+++ EXERCISE INPUTS +++
//! Frame decoding for the DHT11 and DHT22 single-wire sensors.
//!
//! Both parts answer a start pulse with 40 bits: humidity (2 bytes),
//! temperature (2 bytes) and a checksum byte. Only the scaling differs.

/// Bytes in one DHT frame.
pub const FRAME_LEN: usize = 5;

#[derive(Clone, Copy, Debug, PartialEq, Eq)]
pub enum DhtKind {
    Dht11,
    Dht22,
}

impl DhtKind {
    pub const fn name(&self) -> &'static str {
        match self {
            Self::Dht11 => "DHT11",
            Self::Dht22 => "DHT22",
        }
    }

    /// How long the host holds the line low to wake the sensor.
    pub const fn start_pulse_us(&self) -> u32 {
        match self {
            Self::Dht11 => 18_000,
            Self::Dht22 => 3_000,
        }
    }

    /// Minimum time between two reads the part tolerates.
    pub const fn min_interval_ms(&self) -> u32 {
        match self {
            Self::Dht11 => 1_000,
            Self::Dht22 => 2_000,
        }
    }
}

#[derive(Clone, Copy, Debug, PartialEq, Eq, thiserror::Error)]
pub enum DhtError {
    #[error("checksum mismatch (expected {expected:#04x}, got {actual:#04x})")]
    Checksum { expected: u8, actual: u8 },
    #[error("timed out waiting for the sensor")]
    Timeout,
}

/// Turns a raw frame into `(temperature_celsius, humidity_percent)`.
pub fn decode(kind: DhtKind, frame: &[u8; FRAME_LEN]) -> Result<(f32, f32), DhtError> {
    let expected = frame[..4]
        .iter()
        .fold(0u8, |sum, byte| sum.wrapping_add(*byte));
    if expected != frame[4] {
        return Err(DhtError::Checksum {
            expected,
            actual: frame[4],
        });
    }

    let (temperature, humidity) = match kind {
        DhtKind::Dht22 => {
            let humidity = u16::from_be_bytes([frame[0], frame[1]]) as f32 / 10.0;
            let magnitude = u16::from_be_bytes([frame[2] & 0x7F, frame[3]]) as f32 / 10.0;
            let temperature = if frame[2] & 0x80 != 0 {
                -magnitude
            } else {
                magnitude
            };
            (temperature, humidity)
        }
        DhtKind::Dht11 => {
            let humidity = frame[0] as f32 + frame[1] as f32 / 10.0;
            let magnitude = frame[2] as f32 + (frame[3] & 0x7F) as f32 / 10.0;
            let temperature = if frame[3] & 0x80 != 0 {
                -magnitude
            } else {
                magnitude
            };
            (temperature, humidity)
        }
    };

    Ok((temperature, humidity))
}

#[cfg(test)]
mod tests {
    use super::*;

    fn with_checksum(bytes: [u8; 4]) -> [u8; FRAME_LEN] {
        let sum = bytes.iter().fold(0u8, |s, b| s.wrapping_add(*b));
        [bytes[0], bytes[1], bytes[2], bytes[3], sum]
    }

    #[test]
    fn dht22_frame() {
        // 65.2 %RH, 35.1 C
        let frame = with_checksum([0x02, 0x8C, 0x01, 0x5F]);
        assert_eq!(decode(DhtKind::Dht22, &frame), Ok((35.1, 65.2)));
    }

    #[test]
    fn dht22_negative_temperature() {
        // -10.1 C
        let frame = with_checksum([0x01, 0x90, 0x80, 0x65]);
        let (temperature, humidity) = decode(DhtKind::Dht22, &frame).unwrap();
        assert_eq!(temperature, -10.1);
        assert_eq!(humidity, 40.0);
    }

    #[test]
    fn dht11_frame() {
        let frame = with_checksum([60, 2, 25, 5]);
        assert_eq!(decode(DhtKind::Dht11, &frame), Ok((25.5, 60.2)));
    }

    #[test]
    fn dht11_negative_temperature() {
        let frame = with_checksum([80, 0, 3, 0x80 | 4]);
        assert_eq!(decode(DhtKind::Dht11, &frame), Ok((-3.4, 80.0)));
    }

    #[test]
    fn checksum_wraps_at_eight_bits() {
        let frame = with_checksum([0xFF, 0xFF, 0x00, 0x10]);
        assert_eq!(frame[4], 0x0E);
        assert!(decode(DhtKind::Dht22, &frame).is_ok());
    }

    #[test]
    fn corrupted_frame_is_rejected() {
        let mut frame = with_checksum([60, 2, 25, 5]);
        frame[4] ^= 0x01;
        assert!(matches!(
            decode(DhtKind::Dht11, &frame),
            Err(DhtError::Checksum { .. })
        ));
    }
}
+++
- TASK: All lines from the one that holds "use super::*;" through the end of the records are to be returned exactly, including both boundary lines, and no others.

- TASK RESULT:
    use super::*;

    fn with_checksum(bytes: [u8; 4]) -> [u8; FRAME_LEN] {
        let sum = bytes.iter().fold(0u8, |s, b| s.wrapping_add(*b));
        [bytes[0], bytes[1], bytes[2], bytes[3], sum]
    }

    #[test]
    fn dht22_frame() {
        // 65.2 %RH, 35.1 C
        let frame = with_checksum([0x02, 0x8C, 0x01, 0x5F]);
        assert_eq!(decode(DhtKind::Dht22, &frame), Ok((35.1, 65.2)));
    }

    #[test]
    fn dht22_negative_temperature() {
        // -10.1 C
        let frame = with_checksum([0x01, 0x90, 0x80, 0x65]);
        let (temperature, humidity) = decode(DhtKind::Dht22, &frame).unwrap();
        assert_eq!(temperature, -10.1);
        assert_eq!(humidity, 40.0);
    }

    #[test]
    fn dht11_frame() {
        let frame = with_checksum([60, 2, 25, 5]);
        assert_eq!(decode(DhtKind::Dht11, &frame), Ok((25.5, 60.2)));
    }

    #[test]
    fn dht11_negative_temperature() {
        let frame = with_checksum([80, 0, 3, 0x80 | 4]);
        assert_eq!(decode(DhtKind::Dht11, &frame), Ok((-3.4, 80.0)));
    }

    #[test]
    fn checksum_wraps_at_eight_bits() {
        let frame = with_checksum([0xFF, 0xFF, 0x00, 0x10]);
        assert_eq!(frame[4], 0x0E);
        assert!(decode(DhtKind::Dht22, &frame).is_ok());
    }

    #[test]
    fn corrupted_frame_is_rejected() {
        let mut frame = with_checksum([60, 2, 25, 5]);
        frame[4] ^= 0x01;
        assert!(matches!(
            decode(DhtKind::Dht11, &frame),
            Err(DhtError::Checksum { .. })
        ));
    }
}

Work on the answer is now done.